First, if an additively closed set, $A$, contains an interval of positive numbers then it contains $(x,\infty)$ for some $x$ since there is an $n$ where $(na,nb)$ overlaps with $a+(na,nb)$. So, for large enough $n$, you get that $(na,\infty)$ is a subset of $A$. There is a corresponding statement for containing an interval of negative numbers to get a $(-\infty,x)$ subset.
A consequence is that if $A$ contains both a negative interval and a postive interval then it is $\mathbb{R}$. If we have a partition $A,B,C$ where $A$ has a positive interval and $B$ has a negative interval then the only other set $C$ can be is $\{0\}$ since any other additively closed set would intersect one of $(x,\infty)$ or $(-\infty,x)$. This means we can not partition $\mathbb{R}$ into $4$ additevly closed sets where one of the sets has a postive interval and one has a negative interval.
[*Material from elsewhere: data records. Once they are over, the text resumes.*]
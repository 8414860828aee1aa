//! Consistent multi-database page source
//!
//! The archive's members are logical page images, not file copies. One
//! SQLite connection with an in-memory main database attaches every input
//! read-only, then a single `BEGIN IMMEDIATE` locks them all as close
//! together in time as possible. Page reads inside that transaction see the
//! committed state at lock time no matter what concurrent writers do.

use std::fs;
use std::os::unix::ffi::OsStrExt;
use std::path::{Path, PathBuf};
use std::time::{Duration, SystemTime};

use log::debug;
use rusqlite::types::ValueRef;
use rusqlite::Connection;

use crate::error::{Result, S3ZipError};
use crate::input::InputFile;

/// Per-database facts captured under the snapshot.
#[derive(Debug, Clone)]
pub struct DbMeta {
    /// `pragma page_size`, unvalidated
    pub page_size: i64,
    /// `pragma page_count`
    pub page_count: i64,
    /// Modification time observed after the lock was acquired; for a
    /// write-ahead-log database the newer of the main file and the log
    pub mtime: SystemTime,
}

/// A consistent snapshot over N attached databases.
///
/// Call order: `attach` once, `begin_snapshot`, then `metadata` and
/// `stream_pages` per input, then `end_snapshot`. Tests substitute
/// synthetic sources; production uses [`SqlitePageSource`].
pub trait PageSource {
    /// Bind every input as a read-only backing store.
    fn attach(&mut self, inputs: &[InputFile]) -> Result<()>;

    /// Acquire the simultaneous read lock across all attached inputs.
    fn begin_snapshot(&mut self) -> Result<()>;

    /// Page size, page count, and post-lock mtime for one input.
    fn metadata(&mut self, ix: usize) -> Result<DbMeta>;

    /// Emit every page of one input, in ascending page-number order.
    fn stream_pages(
        &mut self,
        ix: usize,
        emit: &mut dyn FnMut(&[u8]) -> Result<()>,
    ) -> Result<()>;

    /// Release the lock. Best-effort: failures are not reported.
    fn end_snapshot(&mut self);
}

/// Why the explicit main schema? Consider what would happen if one of the
/// inputs contained a table named "pragma_page_size".
const METAINFO_SQL: &str = "select page_size, page_count, journal_mode
    from main.pragma_page_size(?1),
        main.pragma_page_count(?1),
        main.pragma_journal_mode(?1)";

const PAGES_SQL: &str = "select data from main.sqlite_dbpage(?1)
    order by pgno";

/// An underscore followed by six of these digits makes an identifier that
/// collides with no keyword, and the scrambled alphabet keeps the names
/// opaque.
const NAME_ALPHABET: &[u8; 36] = b"1qa2zws3xed4crf5vtg6byh7nuj8mik9ol0p";

const HEX_UPPER: &[u8; 16] = b"0123456789ABCDEF";

/// Synthetic attach name for the input at `ix`.
pub fn attach_name(ix: usize) -> String {
    let mut name = [b'_'; 7];
    let mut n = ix;
    for digit in name[1..].iter_mut().rev() {
        *digit = NAME_ALPHABET[n % 36];
        n /= 36;
    }
    name.iter().map(|&b| char::from(b)).collect()
}

/// Render a path as a read-only `file:` URI.
///
/// Bytes that are `%`, `#`, `?`, at most `' '`, or at least `0x7F` are
/// percent-encoded with uppercase hex; a leading `/` becomes `file:///`.
pub fn db_uri(path: &Path) -> String {
    let bytes = path.as_os_str().as_bytes();
    let mut uri = String::with_capacity(3 * bytes.len() + 16);
    uri.push_str("file:");
    if bytes.first() == Some(&b'/') {
        uri.push_str("//");
    }
    for &c in bytes {
        if c == b'%' || c == b'#' || c == b'?' || c <= b' ' || c >= 0x7F {
            uri.push('%');
            uri.push(char::from(HEX_UPPER[(c >> 4) as usize]));
            uri.push(char::from(HEX_UPPER[(c & 0xF) as usize]));
        } else {
            uri.push(char::from(c));
        }
    }
    uri.push_str("?mode=ro");
    uri
}

struct AttachedDb {
    name: String,
    path: PathBuf,
}

/// [`PageSource`] backed by SQLite, reading pages through the
/// `sqlite_dbpage` virtual table so WAL content is folded in.
pub struct SqlitePageSource {
    conn: Connection,
    attached: Vec<AttachedDb>,
    snapshot: bool,
}

impl SqlitePageSource {
    /// Open the in-memory workspace. The busy timeout is effectively
    /// infinite so concurrent writers cannot abort the snapshot.
    pub fn open() -> Result<Self> {
        let conn = Connection::open_in_memory().map_err(|e| S3ZipError::sqlite("open", e))?;
        conn.busy_timeout(Duration::from_millis(999_999_999))
            .map_err(|e| S3ZipError::sqlite("busy_timeout", e))?;
        Ok(SqlitePageSource {
            conn,
            attached: Vec::new(),
            snapshot: false,
        })
    }
}

impl PageSource for SqlitePageSource {
    fn attach(&mut self, inputs: &[InputFile]) -> Result<()> {
        for (ix, input) in inputs.iter().enumerate() {
            let name = attach_name(ix);
            // only the identifier is interpolated; the URI is bound
            let sql = format!("attach database ?1 as {name}");
            self.conn
                .execute(&sql, [db_uri(&input.path)])
                .map_err(|e| S3ZipError::sqlite("attach", e))?;
            self.attached.push(AttachedDb {
                name,
                path: input.path.clone(),
            });
        }
        debug!("attached {} databases read-only", self.attached.len());
        Ok(())
    }

    fn begin_snapshot(&mut self) -> Result<()> {
        self.conn
            .execute_batch("begin immediate")
            .map_err(|e| S3ZipError::sqlite("begin", e))?;
        self.snapshot = true;
        debug!("snapshot lock acquired");
        Ok(())
    }

    fn metadata(&mut self, ix: usize) -> Result<DbMeta> {
        let db = &self.attached[ix];
        let mut stmt = self
            .conn
            .prepare_cached(METAINFO_SQL)
            .map_err(|e| S3ZipError::sqlite("prepare metainfo", e))?;
        let (page_size, page_count, journal_mode) = stmt
            .query_row([db.name.as_str()], |row| {
                Ok((
                    row.get::<_, i64>(0)?,
                    row.get::<_, i64>(1)?,
                    row.get::<_, String>(2)?,
                ))
            })
            .map_err(|e| S3ZipError::sqlite("metainfo", e))?;

        // stat-ing again because the first time was before we had a lock
        let meta = fs::metadata(&db.path).map_err(|e| S3ZipError::io(&db.path, "stat", e))?;
        let mut mtime = meta
            .modified()
            .map_err(|e| S3ZipError::io(&db.path, "stat", e))?;

        // a WAL side file newer than the main file carries the real
        // last-write time
        if journal_mode == "wal" {
            let mut wal = db.path.clone().into_os_string();
            wal.push("-wal");
            if let Ok(wal_meta) = fs::metadata(&wal) {
                if let Ok(wal_mtime) = wal_meta.modified() {
                    if wal_mtime > mtime {
                        mtime = wal_mtime;
                    }
                }
            }
        }

        Ok(DbMeta {
            page_size,
            page_count,
            mtime,
        })
    }

    fn stream_pages(
        &mut self,
        ix: usize,
        emit: &mut dyn FnMut(&[u8]) -> Result<()>,
    ) -> Result<()> {
        let db = &self.attached[ix];
        let mut stmt = self
            .conn
            .prepare_cached(PAGES_SQL)
            .map_err(|e| S3ZipError::sqlite("prepare pages", e))?;
        let mut rows = stmt
            .query([db.name.as_str()])
            .map_err(|e| S3ZipError::sqlite("pages", e))?;
        while let Some(row) = rows.next().map_err(|e| S3ZipError::sqlite("step pages", e))? {
            let value = row.get_ref(0).map_err(|e| S3ZipError::sqlite("pages", e))?;
            let page = match value {
                ValueRef::Blob(b) => b,
                other => {
                    return Err(S3ZipError::sqlite(
                        "pages",
                        rusqlite::Error::InvalidColumnType(0, "data".into(), other.data_type()),
                    ))
                }
            };
            emit(page)?;
        }
        Ok(())
    }

    fn end_snapshot(&mut self) {
        if self.snapshot {
            let _ = self.conn.execute_batch("rollback");
            self.snapshot = false;
            debug!("snapshot released");
        }
    }
}

impl Drop for SqlitePageSource {
    fn drop(&mut self) {
        self.end_snapshot();
    }
}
Now we need to show any Borel paritions we end up with a set that contain $(x,\infty)$ and a set that contains $(-\infty,y)$. Any Borel set is measurable so at least one of these additively closed sets has positive measure. It is a fact that if $A$ has positive measure then $A+A$ contains an interval. By the previous paragraph we get that a partition into additively closed Borel sets has at most cardinality three.
It turns out that in ZF it is consistent that every set of reals is measurable. So, there are models of ZF where there is no partition into four additively closed subsets.